Buckley: Nancy Marshall Genzer, our reporter, talked to you about it, and she said that the move might not have the impact hoped for because people aren't spending money; consumer consumption is still down.
Vigeland: That's right. If I remember correctly, she told me to go shopping. And I said OK, I would, but I promised -- of course -- not to put it on plastic.
Buckley: That's right, which Robert Stern from Phoenix, Ariz. to get stern with you.
Robert Stern: A credit card is no better or worse than the person using it. It's a tool, it can be misused, but that doesn't mean the tool itself is bad. Think "chain saw." For most folks, it isn't the credit card that's the problem. You know the Pogo quote, "We have met the enemy and he is us."
Buckley: And every Marketplace Money listener knows to listen to the end of each broadcast, because that's when you award your weekly Piggy award. Linnea Linton from Arden, N.C. wrote in.
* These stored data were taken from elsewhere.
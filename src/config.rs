//! Typed run configuration.
//!
//! One TOML file describes one sync target: where the SCIM server is, where
//! the cache lives, which EGIL types to load and send (and in which order),
//! and a `[types.<name>]` table per type with its identifier attribute,
//! endpoint, JSON template and optional limiter/transformer/generation keys.
//!
//! A `[types.Object]` pseudo-table supplies generic threshold fallbacks for
//! types without their own.

use crate::error::{ConfigError, ConfigResult};
use crate::filter::{LimiterSpec, TransformSpec};
use serde::Deserialize;
use std::collections::BTreeMap;
use std::fmt;
use std::path::{Path, PathBuf};
use std::time::Duration;

/// Fallback pseudo-type for thresholds.
const GENERIC_TYPE: &str = "Object";

const DEFAULT_ORGANISATION_TEMPLATE: &str = r#"
{
  "schemas": ["urn:scim:schemas:extension:sis:school:1.0:Organisation"],
  "externalId": "${uuid}",
  "displayName": "${displayName}"
}
"#;

fn default_true() -> bool {
    true
}

fn default_lock_timeout() -> u64 {
    30
}

/// A `Type.attribute` reference, written as a dotted string in configuration.
#[derive(Debug, Clone, PartialEq, Eq, Deserialize)]
#[serde(try_from = "String")]
pub struct AttributePath {
    /// The EGIL type part
    pub egil_type: String,
    /// The attribute part
    pub attribute: String,
}

impl TryFrom<String> for AttributePath {
    type Error = String;

    fn try_from(value: String) -> Result<Self, Self::Error> {
        match value.split_once('.') {
            Some((egil_type, attribute)) if !egil_type.is_empty() && !attribute.is_empty() => {
                Ok(Self {
                    egil_type: egil_type.to_string(),
                    attribute: attribute.to_string(),
                })
            }
            _ => Err(format!("expected 'Type.attribute', got '{value}'")),
        }
    }
}

impl fmt::Display for AttributePath {
    fn fmt(&self, f: &mut fmt::Formatter<'_>) -> fmt::Result {
        write!(f, "{}.{}", self.egil_type, self.attribute)
    }
}

/// The process-global user blacklist; AND-ed into the limiter of every type
/// whose SCIM endpoint is `Users`.
#[derive(Debug, Clone, Deserialize)]
#[serde(rename_all = "kebab-case")]
pub struct BlacklistConfig {
    /// Whitespace-separated values file
    pub file: PathBuf,
    /// Attribute to test; the UID when absent
    #[serde(default)]
    pub attribute: Option<String>,
}

/// One attribute specification for virtual student-group generation.
#[derive(Debug, Clone, Deserialize)]
pub struct GroupAttributeSpec {
    /// Source attribute on the user object
    pub from: String,
    /// Full-match pattern selecting group-bearing values
    #[serde(rename = "match")]
    pub pattern: String,
    /// Capture-group recipe producing the UUID basis
    pub uuid: String,
    /// `[attribute-name, capture-group recipe]` pairs filling the group
    #[serde(default)]
    pub attributes: Vec<(String, String)>,
}

/// A relation the loader resolves after a type has been loaded or generated.
#[derive(Debug, Clone, Deserialize)]
#[serde(rename_all = "kebab-case")]
pub struct RemoteRelation {
    /// Type of the object on the other side
    pub related_type: String,
    /// Attribute on this type holding the foreign key
    pub local_attribute: String,
    /// Attribute on the related type the key refers to
    pub remote_attribute: String,
}

/// Per-type configuration table.
#[derive(Debug, Clone, Default, Deserialize)]
#[serde(rename_all = "kebab-case", deny_unknown_fields)]
pub struct TypeConfig {
    /// Attribute holding the object's UID
    #[serde(default)]
    pub unique_identifier: Option<String>,
    /// SCIM endpoint (`Users`, `StudentGroups`, ...)
    #[serde(default)]
    pub scim_url_endpoint: Option<String>,
    /// JSON template for rendering
    #[serde(default)]
    pub scim_json_template: Option<String>,
    /// Endpoint-type override; Student and Teacher default to `User`
    #[serde(default)]
    pub ss12000_type: Option<String>,
    /// Absolute delta threshold
    #[serde(default)]
    pub threshold: Option<i64>,
    /// Relative delta threshold, percent of the cached count
    #[serde(default)]
    pub threshold_relative: Option<i64>,
    /// Load limiter
    #[serde(default)]
    pub limit: Option<LimiterSpec>,
    /// Attribute transformers, applied in order before limiting
    #[serde(default)]
    pub transform_attributes: Vec<TransformSpec>,
    /// Attribute used for human-readable log identities
    #[serde(default)]
    pub readable_id: Option<String>,
    /// Whether this type is synthesised instead of loaded
    #[serde(default)]
    pub is_generated: bool,
    /// Master type for Activity-style generation
    #[serde(default)]
    pub generate_type: Option<String>,
    /// Master `Type.attribute` key for Employment-style generation
    #[serde(default)]
    pub generate_key: Option<AttributePath>,
    /// Related side of a generated relation
    #[serde(default)]
    pub generate_remote_part: Option<AttributePath>,
    /// Attribute on the related type matched against the master's key values
    #[serde(default)]
    pub remote_relation_id: Option<String>,
    /// Master side of a generated relation
    #[serde(default)]
    pub generate_local_part: Option<AttributePath>,
    /// `Type.attribute` entries populating the synthesised object
    #[serde(default)]
    pub scim_variables: Vec<String>,
    /// Extra attributes copied like `scim-variables` but never rendered
    #[serde(default)]
    pub hidden_attributes: Vec<String>,
    /// The two `Type.attribute` references whose values form the UUID basis
    /// for Activity-style generation
    #[serde(default)]
    pub guid_generation_ids: Vec<String>,
    /// Source types for virtual group generation
    #[serde(default)]
    pub generate_from_types: Vec<String>,
    /// Attribute specifications for virtual group generation
    #[serde(default)]
    pub generate_from_attributes: Vec<GroupAttributeSpec>,
    /// Fixed UUID for the static Organisation object
    #[serde(default)]
    pub static_uuid: Option<String>,
    /// Display name for the static Organisation object
    #[serde(default)]
    pub display_name: Option<String>,
    /// Suppress warnings about masters whose related object is missing
    #[serde(default)]
    pub ignore_missing_related: bool,
    /// Relations resolved through the loader after this type is in place
    #[serde(default)]
    pub remote_relations: Vec<RemoteRelation>,
}

/// Configuration for one sync target.
#[derive(Debug, Clone, Deserialize)]
#[serde(rename_all = "kebab-case", deny_unknown_fields)]
pub struct AppConfig {
    /// Base URL of the SCIM server
    pub scim_url: String,
    /// Client certificate (PEM) for the TLS channel
    #[serde(default)]
    pub cert: Option<PathBuf>,
    /// Client private key (PEM)
    #[serde(default)]
    pub key: Option<PathBuf>,
    /// Path of the rendered-object cache file
    pub cache_file: PathBuf,
    /// Types to reconcile, in dependency order
    pub scim_type_send_order: Vec<String>,
    /// Types to load, in order; defaults to the send order
    #[serde(default)]
    pub scim_type_load_order: Vec<String>,
    /// Optional process-global user blacklist
    #[serde(default)]
    pub user_blacklist: Option<BlacklistConfig>,
    /// Whether bare `${name}` template replacements escape for JSON strings
    #[serde(default = "default_true")]
    pub escape_template_values: bool,
    /// Post-processing plugins, by name, applied in order after rendering
    #[serde(default)]
    pub plugins: Vec<String>,
    /// Audit journal; absent disables auditing
    #[serde(default)]
    pub audit_log_file: Option<PathBuf>,
    /// Seconds to wait for the cache lock before breaking it
    #[serde(default = "default_lock_timeout")]
    pub file_lock_timeout: u64,
    /// Input file for the JSON source backend
    #[serde(default)]
    pub data_source_file: Option<PathBuf>,
    /// Per-type tables
    #[serde(default)]
    pub types: BTreeMap<String, TypeConfig>,

    #[serde(skip)]
    base_dir: PathBuf,
}

impl AppConfig {
    /// Load and validate a configuration file.
    pub fn load(path: &Path) -> ConfigResult<Self> {
        let text = std::fs::read_to_string(path).map_err(|source| ConfigError::Io {
            path: path.to_path_buf(),
            source,
        })?;
        let base_dir = path
            .parent()
            .filter(|parent| !parent.as_os_str().is_empty())
            .unwrap_or_else(|| Path::new("."))
            .to_path_buf();
        Self::parse(&text, base_dir).map_err(|error| match error {
            ConfigError::Parse { source, .. } => ConfigError::Parse {
                path: path.to_path_buf(),
                source,
            },
            other => other,
        })
    }

    /// Parse configuration text; `base_dir` anchors relative paths.
    pub fn parse(text: &str, base_dir: PathBuf) -> ConfigResult<Self> {
        let mut config: AppConfig = toml::from_str(text).map_err(|source| ConfigError::Parse {
            path: PathBuf::new(),
            source: Box::new(source),
        })?;
        config.base_dir = base_dir;
        if config.scim_type_load_order.is_empty() {
            config.scim_type_load_order = config.scim_type_send_order.clone();
        }
        config.apply_organisation_defaults();
        config.register_virtual_group_attributes();
        config.validate()?;
        Ok(config)
    }

    /// Directory of the configuration file; relative paths resolve here.
    pub fn base_dir(&self) -> &Path {
        &self.base_dir
    }

    /// Resolve a possibly-relative path against the configuration directory.
    pub fn resolve_path(&self, path: &Path) -> PathBuf {
        if path.is_absolute() {
            path.to_path_buf()
        } else {
            self.base_dir.join(path)
        }
    }

    /// The cache-lock timeout as a duration.
    pub fn lock_timeout(&self) -> Duration {
        Duration::from_secs(self.file_lock_timeout)
    }

    /// The table for a type.
    pub fn type_config(&self, egil_type: &str) -> ConfigResult<&TypeConfig> {
        self.types
            .get(egil_type)
            .ok_or_else(|| ConfigError::UnknownType(egil_type.to_string()))
    }

    /// The UID attribute of a type.
    pub fn unique_identifier(&self, egil_type: &str) -> ConfigResult<&str> {
        self.type_config(egil_type)?
            .unique_identifier
            .as_deref()
            .ok_or_else(|| ConfigError::missing_key(egil_type, "unique-identifier"))
    }

    /// The SCIM endpoint of a type.
    pub fn endpoint(&self, egil_type: &str) -> ConfigResult<&str> {
        self.type_config(egil_type)?
            .scim_url_endpoint
            .as_deref()
            .ok_or_else(|| ConfigError::missing_key(egil_type, "scim-url-endpoint"))
    }

    /// The JSON template of a type.
    pub fn template(&self, egil_type: &str) -> ConfigResult<&str> {
        self.type_config(egil_type)?
            .scim_json_template
            .as_deref()
            .ok_or_else(|| ConfigError::missing_key(egil_type, "scim-json-template"))
    }

    /// The endpoint type used for plugin classification. Student and Teacher
    /// map to `User` unless the type carries an explicit override.
    pub fn standard_type(&self, egil_type: &str) -> String {
        if let Ok(type_config) = self.type_config(egil_type) {
            if let Some(standard) = &type_config.ss12000_type {
                return standard.clone();
            }
        }
        match egil_type {
            "Student" | "Teacher" => "User".to_string(),
            other => other.to_string(),
        }
    }

    /// Absolute threshold for a type, falling back to `Object-threshold`.
    pub fn absolute_threshold(&self, egil_type: &str) -> Option<i64> {
        self.threshold_field(egil_type, |type_config| type_config.threshold)
    }

    /// Relative threshold for a type, falling back to
    /// `Object-threshold-relative`.
    pub fn relative_threshold(&self, egil_type: &str) -> Option<i64> {
        self.threshold_field(egil_type, |type_config| type_config.threshold_relative)
    }

    fn threshold_field(
        &self,
        egil_type: &str,
        field: impl Fn(&TypeConfig) -> Option<i64>,
    ) -> Option<i64> {
        self.types
            .get(egil_type)
            .and_then(&field)
            .or_else(|| self.types.get(GENERIC_TYPE).and_then(&field))
    }

    /// A generated Organisation type gets endpoint, identifier attribute and
    /// a minimal template unless explicitly configured.
    fn apply_organisation_defaults(&mut self) {
        if let Some(organisation) = self.types.get_mut("Organisation") {
            if !organisation.is_generated {
                return;
            }
            organisation
                .scim_url_endpoint
                .get_or_insert_with(|| "Organisations".to_string());
            organisation
                .unique_identifier
                .get_or_insert_with(|| "uuid".to_string());
            organisation
                .scim_json_template
                .get_or_insert_with(|| DEFAULT_ORGANISATION_TEMPLATE.to_string());
        }
    }

    /// The attributes virtual groups are generated from are typically not
    /// mentioned in any template, so backends would not fetch them. Register
    /// them as scim-variables on the source types.
    fn register_virtual_group_attributes(&mut self) {
        let mut additions: Vec<(String, String)> = Vec::new();
        for type_config in self.types.values() {
            if !type_config.is_generated || type_config.generate_from_attributes.is_empty() {
                continue;
            }
            for from_type in &type_config.generate_from_types {
                for attribute in &type_config.generate_from_attributes {
                    additions.push((from_type.clone(), attribute.from.clone()));
                }
            }
        }
        for (from_type, attribute) in additions {
            let entry = self.types.entry(from_type).or_default();
            if !entry.scim_variables.contains(&attribute) {
                entry.scim_variables.push(attribute);
            }
        }
    }

    fn validate(&self) -> ConfigResult<()> {
        if self.scim_type_send_order.is_empty() {
            return Err(ConfigError::invalid("scim-type-send-order is empty"));
        }
        for egil_type in &self.scim_type_send_order {
            self.unique_identifier(egil_type)?;
            self.endpoint(egil_type)?;
            self.template(egil_type)?;
        }
        Ok(())
    }
}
She's not looking for her own prize, because listening to the show recently was a reward in and of itself.
Linnea Linton: Thank you, Marketplace Money! While we were listening to your show, my four-year-old son actually fell asleep. So I learned a lot and he got a much-needed nap, something I haven't gotten him to do in about a year! With greatest appreciations.
Vigeland:: OK, a four-year-old is the only that I will say, "OK, it's alright if they fell asleep during the show." I hope nobody else does. Alright John, thank so much for your help. Appreciate it.
Buckley: You're welcome Tess.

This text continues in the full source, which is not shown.